President-USA Linda Wolf said the Chicago agency is "real disappointed" by the loss, but though "it's an important account to us, it's not even one of our top 10 in the U.S. It's more of an emotional frustration than anything else, because we're proud of our work."


Assuming a generous 15% commission, Burnett's revenue from the $120 million United account equals $18 million-about 2% of the agency's reported '95 revenue.

And new-business gains in 1996 will offset lost revenue from United, Ms. Wolf said.

Those gains include accounts from Walt Disney Co.'s Disneyland and Disney Cruise Line; Amoco Corp.; the New York Stock Exchange; and Coca-Cola Co.'s Minute Maid, as well as international assignments from new and existing clients.

Still, the loss follows some other recent stings.

Earlier this year, Burnett was passed over by McDonald's Corp. for the $75 million launch of its new Arch Deluxe sandwich line, awarded to Fallon McElligott, Minneapolis. It was Fallon that helped deliver last week's blow as well, when it split the United account with Young & Rubicam, New York.

Then a few months ago, news broke that a Burnett mistake had led to a $20 million shortfall in McDonald's media plan. McDonald's stood by the agency but termed the mistake "inexcusable."

Burnett also has faced problems on its Oldsmobile and Reebok accounts. Both brands have been struggling in the marketplace, despite new ad campaigns from the agency. And Reebok's U.K. agency Lowe Group has been talking with the company about a U.S. project.

However, Reebok executives said they are excited about a new Burnett campaign in development, and General Motors Corp.'s Oldsmobile division appears to be staying put for now.

The United loss hurts most because it is the kind of account the agency prides itself on having, one with a leadership position in its industry that has been on Burnett's roster for 31 years and for which the agency has done respected work. Many of the agency's biggest clients, including Procter & Gamble Co., Philip Morris Cos. and Kellogg Co., have been on the roster even longer.


Burnett was the largest U.S. agency brand in '95, according to figures reported in Advertising Age: a 15.1% increase in revenue to $371 million. Worldwide revenue jumped 18.7% to $804 million.

Ms. Wolf noted that Burnett's privately held status affords it flexibility many other agencies don't have. She conceded layoffs are possible, but hopes to move most, if not all, of Burnett's 20 full-time United staffers to other accounts.

Burnett's grip on Oldsmobile seems to have solidified, at least through the auto marketer's centennial celebration next August.


"If [a review] didn't happen by now, it won't happen," said one GM insider. "Burnett has really stepped up their profile and made a lot of changes. The ball is sort of in our court to get the job done."

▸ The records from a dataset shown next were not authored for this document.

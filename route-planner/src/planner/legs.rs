//! Leg assembly and route summarization.
//!
//! Turns a raw key sequence into geometry points and per-leg instructions,
//! and derives aggregate metrics from a finished route.

use crate::distance::haversine_km;
use crate::domain::{Coordinates, Criterion, Instruction, Route, RouteSummary, TransportMode};
use crate::store::{AddressNotFound, AddressStore};

use super::{Planner, RouteError};

/// Estimated private-transport pace, minutes per kilometer.
const PRIVATE_MINS_PER_KM: f64 = 2.0;

/// Fixed per-leg duration estimate for non-private transport, minutes.
const TRANSIT_LEG_MINS: f64 = 3.0;

pub(super) fn point(store: &AddressStore, key: &str) -> Result<Coordinates, RouteError> {
    store
        .coords_of(key)
        .ok_or_else(|| AddressNotFound(key.to_string()).into())
}

pub(super) fn path_geometry(
    store: &AddressStore,
    stops: &[String],
) -> Result<Vec<Coordinates>, RouteError> {
    stops.iter().map(|key| point(store, key)).collect()
}

pub(super) fn leg_instruction(
    store: &AddressStore,
    from: &str,
    to: &str,
    transport: TransportMode,
) -> Result<Instruction, RouteError> {
    let distance_km = haversine_km(&point(store, from)?, &point(store, to)?)?;
    let duration_mins = if transport.is_private() {
        distance_km * PRIVATE_MINS_PER_KM
    } else {
        TRANSIT_LEG_MINS
    };

    Ok(Instruction {
        text: format!("From {from} to {to}"),
        distance_km,
        duration_secs: duration_mins * 60.0,
        mode: transport,
    })
}

impl Planner<'_> {
    /// Builds a full route from a key sequence and its search cost.
    pub(super) fn assemble(&self, stops: Vec<String>, cost: f64) -> Result<Route, RouteError> {
        let geometry = path_geometry(self.store, &stops)?;
        let instructions = stops
            .windows(2)
            .map(|pair| leg_instruction(self.store, &pair[0], &pair[1], self.transport))
            .collect::<Result<Vec<_>, _>>()?;

        Ok(Route {
            stops,
            cost,
            geometry,
            instructions,
        })
    }

    /// Derives aggregate metrics from a computed route.
    ///
    /// Total time is the search cost when the route was optimized for
    /// time; otherwise it is estimated from total distance for private
    /// transport and taken from the cost for transit. Transfers are
    /// recomputed from the transit graph and are always zero for private
    /// transport.
    pub fn summarize(&self, route: &Route, criterion: Criterion) -> Result<RouteSummary, RouteError> {
        let mut total_distance_km = 0.0;
        for pair in route.stops.windows(2) {
            total_distance_km += haversine_km(
                &point(self.store, &pair[0])?,
                &point(self.store, &pair[1])?,
            )?;
        }

        let total_time_mins = match criterion {
            Criterion::Time => route.cost,
            _ if self.transport.is_private() => total_distance_km * PRIVATE_MINS_PER_KM,
            _ => route.cost,
        };

        let transfers = if self.transport.is_private() {
            0
        } else {
            route
                .stops
                .windows(3)
                .filter(|w| self.store.transit().is_transfer(&w[0], &w[1], &w[2]))
                .count()
        };

        Ok(RouteSummary {
            total_distance_km,
            total_time_mins,
            transfers,
            criterion,
            transport: self.transport,
        })
    }
}

#[cfg(test)]
mod tests {
    use super::*;
    use crate::domain::AddressRecord;

    #[test]
    fn instruction_private_estimates_from_distance() {
        let mut store = AddressStore::new();
        store.insert_record("a", AddressRecord::bare("A", Coordinates::new(0.0, 0.0)));
        store.insert_record("b", AddressRecord::bare("B", Coordinates::new(0.0, 1.0)));

        let leg = leg_instruction(&store, "a", "b", TransportMode::Private).unwrap();
        assert_eq!(leg.text, "From a to b");
        assert!((leg.distance_km - 111.19).abs() < 0.1);
        assert!((leg.duration_secs - leg.distance_km * 2.0 * 60.0).abs() < 1e-9);
    }

    #[test]
    fn instruction_transit_uses_fixed_estimate() {
        let mut store = AddressStore::new();
        store.insert_record("a", AddressRecord::bare("A", Coordinates::new(0.0, 0.0)));
        store.insert_record("b", AddressRecord::bare("B", Coordinates::new(0.0, 1.0)));

        let leg = leg_instruction(&store, "a", "b", TransportMode::Public).unwrap();
        assert_eq!(leg.duration_secs, 180.0);
    }

    #[test]
    fn missing_stop_fails() {
        let store = AddressStore::new();
        assert!(point(&store, "ghost").is_err());
    }

    fn transit_store() -> AddressStore {
        let mut store = AddressStore::new();
        store.insert_record("a", AddressRecord::bare("A", Coordinates::new(0.0, 0.0)));
        store.insert_record("b", AddressRecord::bare("B", Coordinates::new(0.0, 1.0)));
        store.insert_record("c", AddressRecord::bare("C", Coordinates::new(0.0, 2.0)));
        // Two different lines meet at b, so passing through it is a
        // transfer.
        store
            .add_transit_route(vec!["a".into(), "b".into()], "bus", "L1", &[5.0])
            .unwrap();
        store
            .add_transit_route(vec!["b".into(), "c".into()], "bus", "L2", &[5.0])
            .unwrap();
        store
    }

    #[test]
    fn summary_counts_transfers_on_transit_routes() {
        let store = transit_store();
        let planner = Planner::new(&store, crate::domain::TransportMode::Public);

        let route = planner.shortest_path("a", "c", Criterion::Time).unwrap();
        let summary = planner.summarize(&route, Criterion::Time).unwrap();

        assert_eq!(summary.transfers, 1);
        // Optimized for time, so the total is the search cost itself.
        assert_eq!(summary.total_time_mins, route.cost);
        assert!((summary.total_distance_km - 222.39).abs() < 0.2);
    }

    #[test]
    fn summary_private_transport_never_reports_transfers() {
        let mut store = transit_store();
        store.connect("a", "b", Default::default());
        store.connect("b", "c", Default::default());

        let planner = Planner::new(&store, TransportMode::Private);
        let route = planner
            .shortest_path("a", "c", Criterion::Distance)
            .unwrap();
        let summary = planner.summarize(&route, Criterion::Distance).unwrap();

        assert_eq!(summary.transfers, 0);
        // Private time estimate is distance at two minutes per kilometer.
        assert!(
            (summary.total_time_mins - summary.total_distance_km * 2.0).abs() < 1e-9
        );
    }
}
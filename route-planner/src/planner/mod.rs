//! Route optimization over the address graphs.
//!
//! Single-pair shortest paths are found with Dijkstra under a selectable
//! cost criterion; multi-destination visiting orders come from either an
//! exhaustive permutation search or a nearest-neighbour greedy walk. The
//! planner operates on a borrowed snapshot of the store and keeps no
//! state of its own.

mod legs;
mod multi;
mod shortest_path;

use crate::distance::InvalidCoordinate;
use crate::domain::TransportMode;
use crate::store::{AddressNotFound, AddressStore};

/// Error from route computation.
///
/// Both variants indicate caller errors (a key that was never stored, or
/// coordinates that bypassed validation via an unvalidated file load);
/// disconnectivity is handled with a fallback route, never an error.
#[derive(Debug, Clone, PartialEq, thiserror::Error)]
pub enum RouteError {
    /// An origin, destination or path node has no stored record.
    #[error(transparent)]
    AddressNotFound(#[from] AddressNotFound),

    /// A stored record carries non-finite coordinates.
    #[error(transparent)]
    InvalidCoordinate(#[from] InvalidCoordinate),
}

/// Route planner over a snapshot of the address store.
///
/// Private transport searches the connectivity graph; any other mode
/// searches the transit graph. Construction is cheap: the planner borrows
/// the store and can be rebuilt per query.
pub struct Planner<'a> {
    store: &'a AddressStore,
    transport: TransportMode,
}

impl<'a> Planner<'a> {
    /// Creates a planner for the given transport mode.
    pub fn new(store: &'a AddressStore, transport: TransportMode) -> Self {
        Self { store, transport }
    }

    /// The transport mode this planner routes for.
    pub fn transport(&self) -> TransportMode {
        self.transport
    }

    fn require(&self, key: &str) -> Result<(), AddressNotFound> {
        if self.store.contains(key) {
            Ok(())
        } else {
            Err(AddressNotFound(key.to_string()))
        }
    }
}
//! Nominatim response types and conversion to domain records.

use serde::Deserialize;
use serde_json::{Map, Value};

use crate::domain::{AddressRecord, Coordinates};

/// One search result from the Nominatim API.
///
/// Coordinates arrive as strings and are parsed during conversion.
#[derive(Debug, Clone, Deserialize)]
pub struct NominatimPlace {
    pub display_name: String,
    pub lat: String,
    pub lon: String,
    /// Address components, present when `addressdetails=1` was requested.
    #[serde(default)]
    pub address: Map<String, Value>,
    #[serde(default)]
    pub osm_id: i64,
    #[serde(rename = "type", default)]
    pub kind: String,
    #[serde(rename = "class", default)]
    pub category: Option<String>,
}

/// Error converting a Nominatim result into an [`AddressRecord`].
#[derive(Debug, Clone, PartialEq, Eq, thiserror::Error)]
#[error("unusable coordinate {field}={value:?} in geocode result")]
pub struct BadPlaceCoordinate {
    field: &'static str,
    value: String,
}

impl NominatimPlace {
    /// Converts the raw result into a domain record, parsing and
    /// validating the coordinate strings.
    pub fn into_record(self) -> Result<AddressRecord, BadPlaceCoordinate> {
        let lat = parse_coordinate("lat", &self.lat)?;
        let lon = parse_coordinate("lon", &self.lon)?;

        Ok(AddressRecord {
            display_name: self.display_name,
            coords: Coordinates::new(lat, lon),
            components: self.address,
            osm_id: self.osm_id,
            kind: self.kind,
            category: self.category,
        })
    }
}

fn parse_coordinate(field: &'static str, value: &str) -> Result<f64, BadPlaceCoordinate> {
    match value.parse::<f64>() {
        Ok(v) if v.is_finite() => Ok(v),
        _ => Err(BadPlaceCoordinate {
            field,
            value: value.to_string(),
        }),
    }
}
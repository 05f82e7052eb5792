//! Address store.
//!
//! Single source of truth for geocoded addresses. The store owns the
//! record map and both graphs so that edge insertion can enforce the
//! "endpoints must exist" invariant; graph mutation from outside the
//! store goes through the methods here.

use std::collections::BTreeMap;

use tracing::{debug, warn};

use crate::distance::haversine_km;
use crate::domain::{AddressRecord, Coordinates};
use crate::geocode::Geocoder;
use crate::graph::{ConnectivityGraph, EdgeMetadata, TransitGraph, TransitRoute};

/// Error returned for an unusable lookup query.
#[derive(Debug, Clone, PartialEq, Eq, thiserror::Error)]
#[error("invalid address query: {reason}")]
pub struct InvalidQuery {
    reason: &'static str,
}

/// Error returned when an operation references an address key that is not
/// in the store.
#[derive(Debug, Clone, PartialEq, Eq, thiserror::Error)]
#[error("address not found: {0:?}")]
pub struct AddressNotFound(pub String);

/// Geocoded addresses plus the connectivity and transit graphs over them.
#[derive(Debug, Clone, Default)]
pub struct AddressStore {
    records: BTreeMap<String, AddressRecord>,
    connectivity: ConnectivityGraph,
    transit: TransitGraph,
}

impl AddressStore {
    /// Creates an empty store.
    pub fn new() -> Self {
        Self::default()
    }

    /// Returns the record for `query`, geocoding and storing it first if
    /// unknown.
    ///
    /// Idempotent: a second call with the same text returns the stored
    /// record without consulting the geocoder. A geocoder miss is a valid
    /// negative outcome and returns `Ok(None)`; only an empty query is an
    /// error.
    pub fn lookup_or_insert<G: Geocoder>(
        &mut self,
        query: &str,
        geocoder: &mut G,
    ) -> Result<Option<&AddressRecord>, InvalidQuery> {
        if query.is_empty() {
            return Err(InvalidQuery {
                reason: "query must not be empty",
            });
        }

        if self.records.contains_key(query) {
            debug!(query, "address already stored");
            return Ok(self.records.get(query));
        }

        let Some(record) = geocoder.lookup(query) else {
            debug!(query, "geocoder found no match");
            return Ok(None);
        };

        self.insert_record(query, record);
        Ok(self.records.get(query))
    }

    /// Stores a record under `key`, replacing any previous one, and
    /// registers the key as a connectivity node with no edges.
    pub fn insert_record(&mut self, key: impl Into<String>, record: AddressRecord) {
        let key = key.into();
        self.connectivity.ensure_node(&key);
        self.records.insert(key, record);
    }

    /// The record stored under `key`, if any.
    pub fn get(&self, key: &str) -> Option<&AddressRecord> {
        self.records.get(key)
    }

    /// True when `key` has a stored record.
    pub fn contains(&self, key: &str) -> bool {
        self.records.contains_key(key)
    }

    /// Coordinates of the record stored under `key`.
    pub fn coords_of(&self, key: &str) -> Option<Coordinates> {
        self.records.get(key).map(|r| r.coords)
    }

    /// Keys directly connected to `key` in the connectivity graph; empty
    /// for unknown keys.
    pub fn neighbors(&self, key: &str) -> Vec<&str> {
        self.connectivity.neighbors(key)
    }

    /// Connects two stored addresses with an undirected edge.
    ///
    /// Best effort: when either key is unknown the call is a silent
    /// no-op, so callers may attempt speculative connections. A missing
    /// distance is filled with the computed great-circle distance; the
    /// edge replaces any previous one for the same pair.
    pub fn connect(&mut self, k1: &str, k2: &str, mut metadata: EdgeMetadata) {
        let (Some(c1), Some(c2)) = (self.coords_of(k1), self.coords_of(k2)) else {
            debug!(k1, k2, "connect skipped, endpoint not stored");
            return;
        };

        if metadata.distance_km.is_none() {
            match haversine_km(&c1, &c2) {
                Ok(d) => metadata.distance_km = Some(d),
                Err(error) => {
                    warn!(k1, k2, %error, "connect skipped, distance not computable");
                    return;
                }
            }
        }

        self.connectivity.insert_edge(k1, k2, metadata);
    }

    /// Declares a transit line over stored addresses.
    ///
    /// Each consecutive stop pair becomes one directed edge tagged with
    /// `mode` and `line`. Missing per-leg durations default to the
    /// 5-minute placeholder. Unlike [`connect`](Self::connect), an
    /// unknown stop is rejected: transit routes are authored data, not
    /// speculative connections.
    pub fn add_transit_route(
        &mut self,
        stops: Vec<String>,
        mode: impl Into<String>,
        line: impl Into<String>,
        durations: &[f64],
    ) -> Result<(), AddressNotFound> {
        for stop in &stops {
            if !self.contains(stop) {
                return Err(AddressNotFound(stop.clone()));
            }
        }

        let route = TransitRoute::new(stops, mode, line, durations);
        let leg_distances = self.leg_distances(&route.stops);
        self.transit.add_route(route, &leg_distances);
        Ok(())
    }

    /// Lenient route insertion for the file load path: unknown stops and
    /// uncomputable distances degrade to 0 km instead of failing, because
    /// loading deliberately skips cross-reference validation.
    pub(crate) fn add_transit_route_unchecked(&mut self, route: TransitRoute) {
        let leg_distances = self.leg_distances(&route.stops);
        self.transit.add_route(route, &leg_distances);
    }

    fn leg_distances(&self, stops: &[String]) -> Vec<f64> {
        stops
            .windows(2)
            .map(|pair| {
                match (self.coords_of(&pair[0]), self.coords_of(&pair[1])) {
                    (Some(a), Some(b)) => haversine_km(&a, &b).unwrap_or_else(|error| {
                        warn!(from = %pair[0], to = %pair[1], %error, "leg distance defaulted to 0");
                        0.0
                    }),
                    _ => 0.0,
                }
            })
            .collect()
    }

    /// All stored records, keyed by lookup text.
    pub fn records(&self) -> &BTreeMap<String, AddressRecord> {
        &self.records
    }

    /// The connectivity graph.
    pub fn connectivity(&self) -> &ConnectivityGraph {
        &self.connectivity
    }

    /// Crate-internal mutable access for the file load path.
    pub(crate) fn connectivity_mut(&mut self) -> &mut ConnectivityGraph {
        &mut self.connectivity
    }

    /// The transit graph.
    pub fn transit(&self) -> &TransitGraph {
        &self.transit
    }

    /// Number of stored addresses.
    pub fn len(&self) -> usize {
        self.records.len()
    }

    /// True when no addresses are stored.
    pub fn is_empty(&self) -> bool {
        self.records.is_empty()
    }
}
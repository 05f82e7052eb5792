//! Route-search cost criteria and transport modes.

use std::fmt;
use std::str::FromStr;

/// Error returned when parsing an unsupported criterion string.
#[derive(Debug, Clone, PartialEq, Eq, thiserror::Error)]
#[error("unknown criterion {input:?}: expected distance, time or transfers")]
pub struct UnknownCriterion {
    input: String,
}

/// The cost dimension a route search minimizes.
///
/// # Examples
///
/// ```
/// use route_planner::domain::Criterion;
///
/// // Both the original Spanish tokens and English names parse.
/// assert_eq!("distancia".parse::<Criterion>().unwrap(), Criterion::Distance);
/// assert_eq!("Time".parse::<Criterion>().unwrap(), Criterion::Time);
/// assert!("velocidad".parse::<Criterion>().is_err());
/// ```
#[derive(Debug, Clone, Copy, PartialEq, Eq, Hash)]
pub enum Criterion {
    /// Minimum sum of edge distances.
    Distance,
    /// Minimum sum of edge durations (distance proxy for private
    /// transport, where durations are not modeled on edges).
    Time,
    /// Minimum hop count.
    Transfers,
}

impl FromStr for Criterion {
    type Err = UnknownCriterion;

    fn from_str(s: &str) -> Result<Self, Self::Err> {
        match s.to_lowercase().as_str() {
            "distancia" | "distance" => Ok(Criterion::Distance),
            "tiempo" | "time" => Ok(Criterion::Time),
            "transbordos" | "transfers" => Ok(Criterion::Transfers),
            _ => Err(UnknownCriterion { input: s.into() }),
        }
    }
}

impl fmt::Display for Criterion {
    fn fmt(&self, f: &mut fmt::Formatter<'_>) -> fmt::Result {
        let name = match self {
            Criterion::Distance => "distance",
            Criterion::Time => "time",
            Criterion::Transfers => "transfers",
        };
        f.write_str(name)
    }
}

/// Error returned when parsing an unsupported transport mode string.
#[derive(Debug, Clone, PartialEq, Eq, thiserror::Error)]
#[error("unknown transport mode {input:?}: expected private, public or combined")]
pub struct UnknownTransportMode {
    input: String,
}

/// How the traveller moves between addresses.
///
/// Private transport routes over the connectivity graph; any other mode
/// routes over the transit graph.
#[derive(Debug, Clone, Copy, PartialEq, Eq, Hash)]
pub enum TransportMode {
    /// Own vehicle; edge durations are not modeled.
    Private,
    /// Public transport over user-declared lines.
    Public,
    /// Mixed private/public trip.
    Combined,
}

impl TransportMode {
    /// True for [`TransportMode::Private`].
    pub fn is_private(&self) -> bool {
        matches!(self, TransportMode::Private)
    }
}

impl FromStr for TransportMode {
    type Err = UnknownTransportMode;

    fn from_str(s: &str) -> Result<Self, Self::Err> {
        match s.to_lowercase().as_str() {
            "privado" | "private" => Ok(TransportMode::Private),
            "publico" | "público" | "public" => Ok(TransportMode::Public),
            "combinado" | "combined" => Ok(TransportMode::Combined),
            _ => Err(UnknownTransportMode { input: s.into() }),
        }
    }
}

impl fmt::Display for TransportMode {
    fn fmt(&self, f: &mut fmt::Formatter<'_>) -> fmt::Result {
        let name = match self {
            TransportMode::Private => "private",
            TransportMode::Public => "public",
            TransportMode::Combined => "combined",
        };
        f.write_str(name)
    }
}
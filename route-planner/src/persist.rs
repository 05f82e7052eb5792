//! Address file persistence.
//!
//! One JSON document holds the full store: the record map, every
//! connectivity edge and the authored transit lines. The top-level keys
//! (`direcciones`, `grafo_edges`, `transporte_rutas`) and all field names
//! inside them are fixed — existing saved files must keep loading, so the
//! wire names never change even though the code is English.
//!
//! Loading replaces the in-memory store wholesale and deliberately does
//! NOT validate cross-references: an edge or transit stop naming an
//! address that is absent from `direcciones` is accepted silently. Known
//! gap, kept for compatibility with files written by older tools.

use std::collections::BTreeMap;
use std::fs;
use std::path::{Path, PathBuf};

use serde::{Deserialize, Serialize};
use tracing::info;

use crate::domain::AddressRecord;
use crate::graph::{EdgeMetadata, TransitRoute};
use crate::store::AddressStore;

/// Error from saving or loading the address file.
#[derive(Debug, thiserror::Error)]
pub enum PersistError {
    /// The file could not be written.
    #[error("could not write address file {path}")]
    Write {
        path: PathBuf,
        #[source]
        source: std::io::Error,
    },

    /// The file could not be read or did not contain a valid document.
    #[error("corrupt or unreadable address file {path}")]
    Corrupt {
        path: PathBuf,
        #[source]
        source: Box<dyn std::error::Error + Send + Sync>,
    },
}

/// On-disk document. Field names are the wire contract.
#[derive(Debug, Serialize, Deserialize)]
struct FileDocument {
    #[serde(default)]
    direcciones: BTreeMap<String, AddressRecord>,
    #[serde(default)]
    grafo_edges: Vec<(String, String, EdgeMetadata)>,
    #[serde(default)]
    transporte_rutas: Vec<TransitRouteDoc>,
}

/// One authored transit line as persisted.
#[derive(Debug, Serialize, Deserialize)]
struct TransitRouteDoc {
    paradas: Vec<String>,
    tipo: String,
    linea: String,
    #[serde(default)]
    duraciones: Vec<f64>,
}

impl From<&TransitRoute> for TransitRouteDoc {
    fn from(route: &TransitRoute) -> Self {
        Self {
            paradas: route.stops.clone(),
            tipo: route.mode.clone(),
            linea: route.line.clone(),
            duraciones: route.leg_durations.clone(),
        }
    }
}

/// Writes the store to `path` as a pretty-printed UTF-8 JSON document.
pub fn save(store: &AddressStore, path: impl AsRef<Path>) -> Result<(), PersistError> {
    let path = path.as_ref();

    let document = FileDocument {
        direcciones: store.records().clone(),
        grafo_edges: store
            .connectivity()
            .edges()
            .map(|(a, b, metadata)| (a.to_string(), b.to_string(), metadata.clone()))
            .collect(),
        transporte_rutas: store.transit().routes().iter().map(Into::into).collect(),
    };

    let json = serde_json::to_string_pretty(&document).map_err(|e| PersistError::Write {
        path: path.to_path_buf(),
        source: std::io::Error::other(e),
    })?;

    fs::write(path, json).map_err(|source| PersistError::Write {
        path: path.to_path_buf(),
        source,
    })?;

    info!(
        path = %path.display(),
        addresses = store.len(),
        "address file saved"
    );
    Ok(())
}

/// Reads `path` and rebuilds a store from it, replacing nothing until the
/// document has parsed successfully.
pub fn load(path: impl AsRef<Path>) -> Result<AddressStore, PersistError> {
    let path = path.as_ref();

    let text = fs::read_to_string(path).map_err(|e| PersistError::Corrupt {
        path: path.to_path_buf(),
        source: Box::new(e),
    })?;

    let document: FileDocument = serde_json::from_str(&text).map_err(|e| PersistError::Corrupt {
        path: path.to_path_buf(),
        source: Box::new(e),
    })?;

    let mut store = AddressStore::new();
    for (key, record) in document.direcciones {
        store.insert_record(key, record);
    }

    for (k1, k2, metadata) in document.grafo_edges {
        // Raw insertion: endpoints are not checked against the record
        // map, matching the no-validation load contract.
        store.connectivity_mut().insert_edge(&k1, &k2, metadata);
    }

    for route in document.transporte_rutas {
        store.add_transit_route_unchecked(TransitRoute::new(
            route.paradas,
            route.tipo,
            route.linea,
            &route.duraciones,
        ));
    }

    info!(
        path = %path.display(),
        addresses = store.len(),
        edges = store.connectivity().edge_count(),
        transit_routes = store.transit().routes().len(),
        "address file loaded"
    );
    Ok(store)
}

#[cfg(test)]
mod tests {
    use super::*;
    use crate::domain::Coordinates;
    use crate::graph::EdgeMetadata;

    fn record(name: &str, lat: f64, lon: f64) -> AddressRecord {
        AddressRecord::bare(name, Coordinates::new(lat, lon))
    }

    fn sample_store() -> AddressStore {
        let mut store = AddressStore::new();
        store.insert_record("a", record("A", 0.0, 0.0));
        store.insert_record("b", record("B", 0.0, 1.0));
        store.insert_record("c", record("C", 1.0, 0.0));
        store.connect("a", "b", EdgeMetadata::default());
        store.connect("b", "c", EdgeMetadata::with_distance(7.5));
        store
            .add_transit_route(
                vec!["a".into(), "b".into(), "c".into()],
                "bus",
                "L1",
                &[4.0, 6.0],
            )
            .unwrap();
        store
    }

    #[test]
    fn roundtrip_reproduces_store() {
        let dir = tempfile::tempdir().unwrap();
        let path = dir.path().join("addresses.json");

        let original = sample_store();
        save(&original, &path).unwrap();
        let loaded = load(&path).unwrap();

        // Same records, field for field.
        assert_eq!(loaded.records(), original.records());

        // Same edge set with the same metadata.
        let edges = |s: &AddressStore| {
            s.connectivity()
                .edges()
                .map(|(a, b, m)| (a.to_string(), b.to_string(), m.clone()))
                .collect::<Vec<_>>()
        };
        assert_eq!(edges(&loaded), edges(&original));

        // Same authored transit lines.
        assert_eq!(loaded.transit().routes(), original.transit().routes());
        assert_eq!(loaded.transit().edge_count(), original.transit().edge_count());
    }

    #[test]
    fn wire_format_top_level_keys() {
        let dir = tempfile::tempdir().unwrap();
        let path = dir.path().join("addresses.json");
        save(&sample_store(), &path).unwrap();

        let json: serde_json::Value =
            serde_json::from_str(&fs::read_to_string(&path).unwrap()).unwrap();

        assert!(json["direcciones"].is_object());
        assert!(json["grafo_edges"].is_array());
        assert!(json["transporte_rutas"].is_array());

        let edge = &json["grafo_edges"][0];
        assert_eq!(edge[0], "a");
        assert_eq!(edge[1], "b");
        assert!(edge[2]["distancia"].is_number());

        let route = &json["transporte_rutas"][0];
        assert_eq!(route["paradas"], serde_json::json!(["a", "b", "c"]));
        assert_eq!(route["tipo"], "bus");
        assert_eq!(route["linea"], "L1");
        assert_eq!(route["duraciones"], serde_json::json!([4.0, 6.0]));
    }

    #[test]
    fn load_accepts_dangling_edge_reference() {
        let dir = tempfile::tempdir().unwrap();
        let path = dir.path().join("addresses.json");

        let json = serde_json::json!({
            "direcciones": {
                "a": {
                    "direccion": "A",
                    "coordenadas": {"lat": 0.0, "lon": 0.0},
                    "componentes": {},
                    "osm_id": 1,
                    "tipo": "house",
                    "categoria": null
                }
            },
            "grafo_edges": [["a", "phantom", {"distancia": 3.0}]],
            "transporte_rutas": []
        });
        fs::write(&path, serde_json::to_string(&json).unwrap()).unwrap();

        let store = load(&path).unwrap();
        assert!(store.get("phantom").is_none());
        assert_eq!(store.neighbors("a"), vec!["phantom"]);
    }

    #[test]
    fn load_accepts_transit_stop_without_record() {
        let dir = tempfile::tempdir().unwrap();
        let path = dir.path().join("addresses.json");

        let json = serde_json::json!({
            "direcciones": {},
            "grafo_edges": [],
            "transporte_rutas": [
                {"paradas": ["x", "y"], "tipo": "bus", "linea": "L9", "duraciones": [8.0]}
            ]
        });
        fs::write(&path, serde_json::to_string(&json).unwrap()).unwrap();

        let store = load(&path).unwrap();
        let edges = store.transit().edges_from("x");
        assert_eq!(edges.len(), 1);
        assert_eq!(edges[0].distance_km, 0.0);
        assert_eq!(edges[0].duration_mins, 8.0);
    }

    #[test]
    fn malformed_json_is_corrupt() {
        let dir = tempfile::tempdir().unwrap();
        let path = dir.path().join("addresses.json");
        fs::write(&path, "{not json").unwrap();

        let err = load(&path).unwrap_err();
        assert!(matches!(err, PersistError::Corrupt { .. }));
    }

    #[test]
    fn missing_file_is_corrupt() {
        let dir = tempfile::tempdir().unwrap();
        let err = load(dir.path().join("nope.json")).unwrap_err();
        assert!(matches!(err, PersistError::Corrupt { .. }));
    }

    #[test]
    fn missing_sections_default_to_empty() {
        let dir = tempfile::tempdir().unwrap();
        let path = dir.path().join("addresses.json");
        fs::write(&path, "{}").unwrap();

        let store = load(&path).unwrap();
        assert!(store.is_empty());
        assert_eq!(store.connectivity().edge_count(), 0);
        assert!(store.transit().routes().is_empty());
    }

    #[test]
    fn edge_extras_survive_roundtrip() {
        let dir = tempfile::tempdir().unwrap();
        let path = dir.path().join("addresses.json");

        let mut store = sample_store();
        let mut metadata = EdgeMetadata::with_distance(1.0);
        metadata
            .extra
            .insert("peaje".into(), serde_json::Value::Bool(true));
        store.connect("a", "c", metadata);

        save(&store, &path).unwrap();
        let loaded = load(&path).unwrap();

        let edge = loaded.connectivity().edge("a", "c").unwrap();
        assert_eq!(edge.extra["peaje"], true);
    }
}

Olds is preparing three major vehicle launches for the next six months in addition to its centennial celebration. Insiders said a review before then isn't an option. Burnett recently reshuffled its Olds creative team.

Burnett has handled Olds since 1967, and survived a review called by Olds VP-General Manager John Rock in 1992. Mr. Rock said last week he will retire at yearend; his successor is Darwin Clark, currently VP-sales, marketing and aftersales for GM Europe.

Known for stability on its client list and work force, Burnett has had tough years in the past. But despite losing United, Ms. Wolf insists 1996 won't be one of them.

"This will absolutely be a good year for us," she said.

Besides the new business wins, she cited strong business results for clients ranging from Rockport shoes to Pillsbury Co.'s Old El Paso brand to Miller Brewing Co.'s Miller Lite.M

Contributing: Jean Halliday.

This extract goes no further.